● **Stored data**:
-----

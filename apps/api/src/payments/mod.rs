//! Payment processor boundary.
//!
//! Everything that talks to Stripe goes through `PaymentProcessor`. The
//! production implementation is `StripeClient`; the webhook projector and the
//! checkout handler only ever see the trait object held in `AppState`.

#[cfg(test)]
pub mod fake;
pub mod signature;
pub mod stripe;

use async_trait::async_trait;
use serde::Deserialize;
use thiserror::Error;

pub use stripe::StripeClient;

#[derive(Debug, Error)]
pub enum PaymentError {
    #[error("HTTP error: {0}")]
    Http(#[from] reqwest::Error),

    #[error("Stripe API error (status {status}): {message}")]
    Api { status: u16, message: String },

    #[error("Subscription {id} is malformed: {reason}")]
    Malformed { id: String, reason: &'static str },

    #[error("Stripe request timed out after {0:?}")]
    TimedOut(std::time::Duration),
}

/// A Stripe subscription object, as returned by the API and embedded in
/// `customer.subscription.*` events. Only the fields we project are kept.
#[derive(Debug, Clone, Deserialize)]
pub struct ProcessorSubscription {
    pub id: String,
    pub status: String,
    #[serde(default)]
    pub current_period_end: Option<i64>,
    #[serde(default)]
    pub items: SubscriptionItems,
}

#[derive(Debug, Clone, Default, Deserialize)]
pub struct SubscriptionItems {
    #[serde(default)]
    pub data: Vec<SubscriptionItem>,
}

#[derive(Debug, Clone, Deserialize)]
pub struct SubscriptionItem {
    pub price: Price,
    /// Newer API versions report the billing period per item.
    #[serde(default)]
    pub current_period_end: Option<i64>,
}

#[derive(Debug, Clone, Deserialize)]
pub struct Price {
    pub id: String,
}

impl ProcessorSubscription {
    /// Price of the first line item.
    pub fn price_id(&self) -> Option<&str> {
        self.items.data.first().map(|item| item.price.id.as_str())
    }

    /// Period end in epoch seconds, falling back to the first item's period.
    pub fn period_end(&self) -> Option<i64> {
        self.current_period_end
            .or_else(|| self.items.data.first().and_then(|i| i.current_period_end))
    }
}

/// Parameters for starting a subscription checkout.
#[derive(Debug, Clone)]
pub struct CheckoutRequest<'a> {
    pub price_id: &'a str,
    pub user_id: &'a str,
    pub customer_email: Option<&'a str>,
    pub success_url: &'a str,
    pub cancel_url: &'a str,
}

#[derive(Debug, Clone, Deserialize)]
pub struct CheckoutSession {
    pub id: String,
    pub url: Option<String>,
}

#[async_trait]
pub trait PaymentProcessor: Send + Sync {
    /// `GET /v1/subscriptions/:id`
    async fn retrieve_subscription(&self, id: &str) -> Result<ProcessorSubscription, PaymentError>;

    /// `POST /v1/checkout/sessions` in subscription mode.
    async fn create_checkout_session(
        &self,
        request: &CheckoutRequest<'_>,
    ) -> Result<CheckoutSession, PaymentError>;
}
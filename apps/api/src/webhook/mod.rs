pub mod events;
pub mod handlers;
pub mod projector;

pub use projector::Projector;
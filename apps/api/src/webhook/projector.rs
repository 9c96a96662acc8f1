//! Projects verified Stripe events onto the `subscriptions` table.
//!
//! Each call handles one delivery: verify, decode, then at most one upsert or
//! one conditional update. No internal retries; a transient failure is
//! returned as a 5xx so Stripe redelivers, and the upsert keyed on the
//! subscription id makes redelivery safe.
//!
//! Ordering: updates for the same subscription are last-write-wins. If Stripe
//! delivers two `customer.subscription.updated` events out of order the row
//! keeps whichever write landed last.

use std::future::Future;
use std::sync::Arc;
use std::time::Duration;

use chrono::Utc;
use tracing::{error, info, warn};

use crate::errors::WebhookError;
use crate::models::subscription::{from_epoch_seconds, NewSubscription};
use crate::payments::signature::{verify_signature, SignatureError};
use crate::payments::{PaymentError, PaymentProcessor, ProcessorSubscription};
use crate::store::{StoreError, SubscriptionStore};
use crate::webhook::events::{parse_event, CheckoutSessionObject, WebhookEvent};

/// What a delivery did to the store. Every variant is acknowledged with 200.
#[derive(Debug, Clone, PartialEq, Eq)]
pub enum Projection {
    Upserted { subscription_id: String },
    Updated { subscription_id: String },
    /// Update for a subscription we never recorded.
    NoMatchingRow { subscription_id: String },
    /// Checkout without `metadata.userId` or without a subscription.
    MissingCheckoutIds,
    Ignored { kind: String },
}

pub struct Projector {
    processor: Arc<dyn PaymentProcessor>,
    store: Arc<dyn SubscriptionStore>,
    webhook_secret: String,
    tolerance_secs: i64,
    call_timeout: Duration,
}

impl Projector {
    pub fn new(
        processor: Arc<dyn PaymentProcessor>,
        store: Arc<dyn SubscriptionStore>,
        webhook_secret: String,
        tolerance_secs: i64,
        call_timeout: Duration,
    ) -> Self {
        Self {
            processor,
            store,
            webhook_secret,
            tolerance_secs,
            call_timeout,
        }
    }

    /// Handles one delivery. `body` must be the raw bytes as received.
    pub async fn handle(
        &self,
        body: &[u8],
        signature: Option<&str>,
    ) -> Result<Projection, WebhookError> {
        self.handle_at(body, signature, Utc::now().timestamp()).await
    }

    /// Same as [`Projector::handle`] with an explicit clock (unix seconds).
    pub async fn handle_at(
        &self,
        body: &[u8],
        signature: Option<&str>,
        now: i64,
    ) -> Result<Projection, WebhookError> {
        let verified = signature
            .ok_or(SignatureError::MissingHeader)
            .and_then(|header| {
                verify_signature(body, header, &self.webhook_secret, self.tolerance_secs, now)
            });
        if let Err(e) = verified {
            warn!(error = %e, "Webhook signature verification failed");
            return Err(e.into());
        }

        let envelope = parse_event(body).map_err(|e| {
            warn!(error = %e, "Verified webhook body is not a valid event");
            WebhookError::MalformedEvent(e.to_string())
        })?;
        let event_id = envelope.id.as_str();
        let event_kind = envelope.event.kind().to_string();
        let subscription_id = envelope.event.subscription_id().map(str::to_string);

        let result = match envelope.event {
            WebhookEvent::CheckoutCompleted(session) => self.project_checkout(&session).await,
            WebhookEvent::SubscriptionUpdated(sub) | WebhookEvent::SubscriptionDeleted(sub) => {
                self.project_state_change(&sub).await
            }
            WebhookEvent::Other(kind) => Ok(Projection::Ignored { kind }),
        };

        match &result {
            Ok(projection) => {
                info!(event_id, event_kind = %event_kind, ?projection, "Webhook handled");
            }
            Err(e) => {
                error!(
                    event_id,
                    event_kind = %event_kind,
                    subscription_id = subscription_id.as_deref(),
                    error = %e,
                    "Webhook handler failed"
                );
            }
        }
        result
    }

    async fn project_checkout(
        &self,
        session: &CheckoutSessionObject,
    ) -> Result<Projection, WebhookError> {
        let Some((user_id, subscription_id)) = session.projection_ids() else {
            warn!(
                checkout_session_id = %session.id,
                "Checkout completed without userId metadata or subscription; skipping"
            );
            return Ok(Projection::MissingCheckoutIds);
        };

        let subscription = self.lookup(subscription_id).await?;

        let price_id = subscription.price_id().ok_or_else(|| PaymentError::Malformed {
            id: subscription.id.clone(),
            reason: "no line items",
        })?;
        let current_period_end = subscription
            .period_end()
            .and_then(from_epoch_seconds)
            .ok_or_else(|| PaymentError::Malformed {
                id: subscription.id.clone(),
                reason: "missing or invalid current_period_end",
            })?;

        let record = NewSubscription {
            id: subscription.id.clone(),
            user_id: user_id.to_string(),
            status: subscription.status.clone(),
            price_id: price_id.to_string(),
            current_period_end,
        };
        self.write(self.store.upsert_subscription(&record)).await?;

        Ok(Projection::Upserted {
            subscription_id: record.id,
        })
    }

    async fn project_state_change(
        &self,
        subscription: &ProcessorSubscription,
    ) -> Result<Projection, WebhookError> {
        let current_period_end = subscription
            .period_end()
            .and_then(from_epoch_seconds)
            .ok_or_else(|| {
                WebhookError::MalformedEvent(format!(
                    "subscription {} has no valid current_period_end",
                    subscription.id
                ))
            })?;

        let matched = self
            .write(self.store.update_subscription_state(
                &subscription.id,
                &subscription.status,
                current_period_end,
            ))
            .await?;

        let subscription_id = subscription.id.clone();
        if matched {
            Ok(Projection::Updated { subscription_id })
        } else {
            info!(subscription_id = %subscription_id, "No subscription row to update");
            Ok(Projection::NoMatchingRow { subscription_id })
        }
    }

    async fn lookup(&self, id: &str) -> Result<ProcessorSubscription, WebhookError> {
        match tokio::time::timeout(self.call_timeout, self.processor.retrieve_subscription(id)).await
        {
            Ok(result) => Ok(result?),
            Err(_) => Err(PaymentError::TimedOut(self.call_timeout).into()),
        }
    }

    async fn write<T>(
        &self,
        call: impl Future<Output = Result<T, StoreError>>,
    ) -> Result<T, WebhookError> {
        match tokio::time::timeout(self.call_timeout, call).await {
            Ok(result) => Ok(result?),
            Err(_) => Err(StoreError::TimedOut(self.call_timeout).into()),
        }
    }
}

-----

● **Work order**:
Pull each line containing "failed" from the records.

● **Solution below**:
            warn!(error = %e, "Webhook signature verification failed");
                    "Webhook handler failed"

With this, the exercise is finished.